(Beginning of Data records)

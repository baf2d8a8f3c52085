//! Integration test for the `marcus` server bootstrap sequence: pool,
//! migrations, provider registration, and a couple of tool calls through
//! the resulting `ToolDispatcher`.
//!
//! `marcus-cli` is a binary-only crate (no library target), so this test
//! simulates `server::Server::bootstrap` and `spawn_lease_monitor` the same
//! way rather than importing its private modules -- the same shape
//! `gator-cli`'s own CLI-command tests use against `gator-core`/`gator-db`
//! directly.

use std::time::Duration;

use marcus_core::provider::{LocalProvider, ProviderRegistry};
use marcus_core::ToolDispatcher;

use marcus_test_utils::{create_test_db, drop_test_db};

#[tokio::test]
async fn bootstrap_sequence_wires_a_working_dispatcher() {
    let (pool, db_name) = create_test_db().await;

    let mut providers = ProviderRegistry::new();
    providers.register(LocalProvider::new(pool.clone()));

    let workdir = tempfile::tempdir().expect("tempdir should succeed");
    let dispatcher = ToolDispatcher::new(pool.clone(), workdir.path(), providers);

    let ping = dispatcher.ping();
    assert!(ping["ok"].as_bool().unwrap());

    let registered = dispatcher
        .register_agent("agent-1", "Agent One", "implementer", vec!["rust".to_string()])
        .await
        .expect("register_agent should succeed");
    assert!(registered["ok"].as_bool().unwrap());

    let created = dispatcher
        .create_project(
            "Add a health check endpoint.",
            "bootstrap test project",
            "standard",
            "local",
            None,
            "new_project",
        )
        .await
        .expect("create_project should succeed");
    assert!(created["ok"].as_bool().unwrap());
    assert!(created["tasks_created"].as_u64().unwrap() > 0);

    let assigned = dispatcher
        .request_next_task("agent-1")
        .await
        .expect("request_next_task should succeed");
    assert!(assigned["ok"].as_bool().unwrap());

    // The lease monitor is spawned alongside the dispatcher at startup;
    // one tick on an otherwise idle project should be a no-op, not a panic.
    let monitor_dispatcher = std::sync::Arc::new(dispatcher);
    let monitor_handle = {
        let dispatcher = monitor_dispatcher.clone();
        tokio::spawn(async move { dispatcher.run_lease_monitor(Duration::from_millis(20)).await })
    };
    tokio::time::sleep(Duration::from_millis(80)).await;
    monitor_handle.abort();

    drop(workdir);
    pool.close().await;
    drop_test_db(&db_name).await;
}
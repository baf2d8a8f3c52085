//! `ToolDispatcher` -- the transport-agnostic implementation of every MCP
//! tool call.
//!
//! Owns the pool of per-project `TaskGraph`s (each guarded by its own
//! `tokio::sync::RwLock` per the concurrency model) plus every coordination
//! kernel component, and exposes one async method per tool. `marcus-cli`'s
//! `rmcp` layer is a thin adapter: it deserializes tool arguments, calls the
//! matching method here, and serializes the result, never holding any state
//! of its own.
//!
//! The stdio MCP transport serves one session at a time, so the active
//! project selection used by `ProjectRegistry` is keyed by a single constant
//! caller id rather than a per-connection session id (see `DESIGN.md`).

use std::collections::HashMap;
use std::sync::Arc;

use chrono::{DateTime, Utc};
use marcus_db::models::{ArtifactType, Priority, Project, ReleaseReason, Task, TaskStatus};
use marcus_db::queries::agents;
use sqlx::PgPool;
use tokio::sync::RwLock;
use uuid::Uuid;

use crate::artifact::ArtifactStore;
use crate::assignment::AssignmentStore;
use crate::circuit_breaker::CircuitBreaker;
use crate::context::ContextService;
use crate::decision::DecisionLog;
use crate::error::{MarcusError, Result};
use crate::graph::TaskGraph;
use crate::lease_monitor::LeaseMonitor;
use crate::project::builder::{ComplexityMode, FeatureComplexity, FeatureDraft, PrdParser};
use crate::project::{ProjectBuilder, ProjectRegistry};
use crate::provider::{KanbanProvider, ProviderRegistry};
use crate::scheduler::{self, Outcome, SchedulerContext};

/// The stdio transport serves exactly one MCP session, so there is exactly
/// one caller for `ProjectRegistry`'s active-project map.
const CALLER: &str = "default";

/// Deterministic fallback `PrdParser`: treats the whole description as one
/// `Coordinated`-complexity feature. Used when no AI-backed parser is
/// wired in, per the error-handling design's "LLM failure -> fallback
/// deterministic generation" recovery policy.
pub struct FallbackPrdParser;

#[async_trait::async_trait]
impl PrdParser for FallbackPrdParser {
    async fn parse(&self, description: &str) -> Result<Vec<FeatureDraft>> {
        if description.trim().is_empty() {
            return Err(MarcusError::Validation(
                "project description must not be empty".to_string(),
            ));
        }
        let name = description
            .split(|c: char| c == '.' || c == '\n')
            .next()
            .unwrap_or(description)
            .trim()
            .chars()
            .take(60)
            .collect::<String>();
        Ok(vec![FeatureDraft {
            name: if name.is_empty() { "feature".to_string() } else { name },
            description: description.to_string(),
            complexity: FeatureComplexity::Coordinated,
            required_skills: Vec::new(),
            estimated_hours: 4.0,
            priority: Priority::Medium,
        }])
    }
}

(End of Data records)

◆ **Activity**: Would you print exactly, and only, the lines of the data above from the line with "use crate::decision::DecisionLog;" through the line with "description as one", inclusive?

◆ **Task result**:
use crate::decision::DecisionLog;
use crate::error::{MarcusError, Result};
use crate::graph::TaskGraph;
use crate::lease_monitor::LeaseMonitor;
use crate::project::builder::{ComplexityMode, FeatureComplexity, FeatureDraft, PrdParser};
use crate::project::{ProjectBuilder, ProjectRegistry};
use crate::provider::{KanbanProvider, ProviderRegistry};
use crate::scheduler::{self, Outcome, SchedulerContext};

/// The stdio transport serves exactly one MCP session, so there is exactly
/// one caller for `ProjectRegistry`'s active-project map.
const CALLER: &str = "default";

/// Deterministic fallback `PrdParser`: treats the whole description as one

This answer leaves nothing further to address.